TASK INSTRUCTIONS:
Look over the lines below. Report each one that includes the string "label".

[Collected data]
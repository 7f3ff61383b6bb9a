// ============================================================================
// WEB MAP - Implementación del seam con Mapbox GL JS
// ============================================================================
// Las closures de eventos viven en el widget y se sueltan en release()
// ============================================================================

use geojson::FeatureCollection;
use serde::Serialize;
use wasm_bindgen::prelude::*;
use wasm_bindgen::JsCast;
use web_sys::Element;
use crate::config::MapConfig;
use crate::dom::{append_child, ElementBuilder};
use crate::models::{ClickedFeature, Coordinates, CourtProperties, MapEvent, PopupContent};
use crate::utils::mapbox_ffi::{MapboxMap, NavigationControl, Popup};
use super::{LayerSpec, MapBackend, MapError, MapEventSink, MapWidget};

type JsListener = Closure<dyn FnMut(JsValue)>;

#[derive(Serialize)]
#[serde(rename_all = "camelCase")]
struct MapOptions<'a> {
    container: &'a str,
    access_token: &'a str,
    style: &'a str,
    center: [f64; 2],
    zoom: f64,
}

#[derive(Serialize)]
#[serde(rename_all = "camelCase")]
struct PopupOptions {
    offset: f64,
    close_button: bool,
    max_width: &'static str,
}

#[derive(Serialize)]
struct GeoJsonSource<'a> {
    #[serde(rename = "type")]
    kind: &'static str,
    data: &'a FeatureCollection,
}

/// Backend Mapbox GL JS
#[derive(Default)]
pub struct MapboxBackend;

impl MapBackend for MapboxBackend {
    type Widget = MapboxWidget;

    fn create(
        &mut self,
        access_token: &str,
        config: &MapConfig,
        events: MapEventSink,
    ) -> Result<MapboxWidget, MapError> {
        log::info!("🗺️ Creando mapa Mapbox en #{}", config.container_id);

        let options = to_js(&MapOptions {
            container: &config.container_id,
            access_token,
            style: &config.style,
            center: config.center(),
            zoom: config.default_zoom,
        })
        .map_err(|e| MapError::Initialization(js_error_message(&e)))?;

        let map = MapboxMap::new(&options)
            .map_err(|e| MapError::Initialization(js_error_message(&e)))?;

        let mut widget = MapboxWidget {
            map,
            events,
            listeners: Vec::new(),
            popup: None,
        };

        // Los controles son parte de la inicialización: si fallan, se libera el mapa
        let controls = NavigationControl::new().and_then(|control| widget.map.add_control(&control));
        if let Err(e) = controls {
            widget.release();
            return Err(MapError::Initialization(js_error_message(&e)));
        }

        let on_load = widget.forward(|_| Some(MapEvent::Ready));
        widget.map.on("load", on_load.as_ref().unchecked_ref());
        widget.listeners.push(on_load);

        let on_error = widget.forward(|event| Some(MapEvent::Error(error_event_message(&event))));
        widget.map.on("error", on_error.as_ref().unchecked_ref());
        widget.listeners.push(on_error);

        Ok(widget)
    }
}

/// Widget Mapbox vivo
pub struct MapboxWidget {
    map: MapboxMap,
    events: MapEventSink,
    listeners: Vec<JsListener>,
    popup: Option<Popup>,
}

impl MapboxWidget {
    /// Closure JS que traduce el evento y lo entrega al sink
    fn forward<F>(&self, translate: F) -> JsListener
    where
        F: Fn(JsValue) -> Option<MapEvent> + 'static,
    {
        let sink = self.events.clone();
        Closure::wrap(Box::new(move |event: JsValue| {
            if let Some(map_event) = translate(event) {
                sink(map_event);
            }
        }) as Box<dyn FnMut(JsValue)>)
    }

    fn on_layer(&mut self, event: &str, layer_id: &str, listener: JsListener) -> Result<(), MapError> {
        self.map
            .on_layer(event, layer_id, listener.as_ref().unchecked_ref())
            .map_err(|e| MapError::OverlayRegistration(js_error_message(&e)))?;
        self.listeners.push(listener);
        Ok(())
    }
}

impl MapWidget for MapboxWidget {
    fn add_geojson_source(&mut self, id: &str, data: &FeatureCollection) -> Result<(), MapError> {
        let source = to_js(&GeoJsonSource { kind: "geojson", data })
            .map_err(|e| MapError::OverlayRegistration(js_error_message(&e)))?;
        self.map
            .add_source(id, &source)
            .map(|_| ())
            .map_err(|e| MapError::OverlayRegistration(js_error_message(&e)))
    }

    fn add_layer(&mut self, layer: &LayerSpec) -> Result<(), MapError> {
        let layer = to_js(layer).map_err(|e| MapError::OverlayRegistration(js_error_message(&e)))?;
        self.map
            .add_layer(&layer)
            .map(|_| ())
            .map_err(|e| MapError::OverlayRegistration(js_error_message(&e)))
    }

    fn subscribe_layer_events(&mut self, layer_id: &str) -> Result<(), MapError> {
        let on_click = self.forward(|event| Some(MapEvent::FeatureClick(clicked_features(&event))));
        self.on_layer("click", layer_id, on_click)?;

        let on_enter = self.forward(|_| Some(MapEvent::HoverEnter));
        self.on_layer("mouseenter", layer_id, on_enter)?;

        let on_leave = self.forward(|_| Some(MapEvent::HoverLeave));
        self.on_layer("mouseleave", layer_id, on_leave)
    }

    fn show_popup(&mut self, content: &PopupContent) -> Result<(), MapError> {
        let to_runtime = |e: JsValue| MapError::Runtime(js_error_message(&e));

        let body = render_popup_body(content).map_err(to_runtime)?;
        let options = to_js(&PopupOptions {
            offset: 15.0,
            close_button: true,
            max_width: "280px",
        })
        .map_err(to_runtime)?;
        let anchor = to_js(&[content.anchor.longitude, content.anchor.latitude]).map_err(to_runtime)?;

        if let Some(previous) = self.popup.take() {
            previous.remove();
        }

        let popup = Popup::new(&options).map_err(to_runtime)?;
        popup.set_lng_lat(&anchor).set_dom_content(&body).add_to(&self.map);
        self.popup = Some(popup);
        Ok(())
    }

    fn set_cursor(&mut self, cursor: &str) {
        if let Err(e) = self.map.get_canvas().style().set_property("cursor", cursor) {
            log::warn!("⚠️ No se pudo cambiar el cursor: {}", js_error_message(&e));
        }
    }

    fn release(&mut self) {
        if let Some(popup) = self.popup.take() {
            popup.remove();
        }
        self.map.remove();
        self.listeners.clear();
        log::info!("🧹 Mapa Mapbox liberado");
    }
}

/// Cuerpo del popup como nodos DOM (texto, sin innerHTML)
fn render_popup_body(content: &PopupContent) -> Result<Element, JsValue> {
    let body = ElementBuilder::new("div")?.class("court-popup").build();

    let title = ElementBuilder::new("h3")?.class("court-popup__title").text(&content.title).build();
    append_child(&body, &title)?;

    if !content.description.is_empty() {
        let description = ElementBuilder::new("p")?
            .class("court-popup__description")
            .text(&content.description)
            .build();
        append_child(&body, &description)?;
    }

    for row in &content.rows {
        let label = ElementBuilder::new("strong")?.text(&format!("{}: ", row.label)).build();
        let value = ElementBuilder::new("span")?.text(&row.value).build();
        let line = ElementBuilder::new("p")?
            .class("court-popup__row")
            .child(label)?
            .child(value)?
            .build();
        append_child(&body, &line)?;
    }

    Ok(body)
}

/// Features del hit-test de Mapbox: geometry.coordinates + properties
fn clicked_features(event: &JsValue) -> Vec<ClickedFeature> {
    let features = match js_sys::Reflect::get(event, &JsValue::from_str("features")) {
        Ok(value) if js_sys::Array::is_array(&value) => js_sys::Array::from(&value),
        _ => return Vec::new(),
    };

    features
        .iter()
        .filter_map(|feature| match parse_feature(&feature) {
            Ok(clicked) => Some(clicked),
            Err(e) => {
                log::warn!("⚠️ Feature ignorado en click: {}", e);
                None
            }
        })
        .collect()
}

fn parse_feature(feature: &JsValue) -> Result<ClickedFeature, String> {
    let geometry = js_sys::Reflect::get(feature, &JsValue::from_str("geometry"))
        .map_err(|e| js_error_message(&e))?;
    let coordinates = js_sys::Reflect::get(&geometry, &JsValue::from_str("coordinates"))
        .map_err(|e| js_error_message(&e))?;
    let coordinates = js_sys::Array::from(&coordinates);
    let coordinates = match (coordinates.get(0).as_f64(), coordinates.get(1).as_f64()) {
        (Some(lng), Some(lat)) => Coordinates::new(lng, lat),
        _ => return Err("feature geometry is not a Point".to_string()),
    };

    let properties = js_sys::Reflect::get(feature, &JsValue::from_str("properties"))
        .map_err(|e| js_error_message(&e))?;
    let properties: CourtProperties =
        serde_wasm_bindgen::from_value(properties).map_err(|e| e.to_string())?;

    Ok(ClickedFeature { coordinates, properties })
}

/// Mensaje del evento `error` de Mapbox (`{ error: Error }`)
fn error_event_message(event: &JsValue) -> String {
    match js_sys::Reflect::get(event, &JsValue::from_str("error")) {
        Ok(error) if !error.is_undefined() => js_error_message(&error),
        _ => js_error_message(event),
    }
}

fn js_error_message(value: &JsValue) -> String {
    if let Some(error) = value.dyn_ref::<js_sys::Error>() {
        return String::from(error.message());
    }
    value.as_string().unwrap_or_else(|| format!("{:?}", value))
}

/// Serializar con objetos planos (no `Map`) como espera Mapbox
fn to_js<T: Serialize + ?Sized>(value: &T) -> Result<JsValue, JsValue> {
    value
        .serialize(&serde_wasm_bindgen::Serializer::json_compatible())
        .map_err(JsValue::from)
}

SOLUTION:
        let label = ElementBuilder::new("strong")?.text(&format!("{}: ", row.label)).build();
            .child(label)?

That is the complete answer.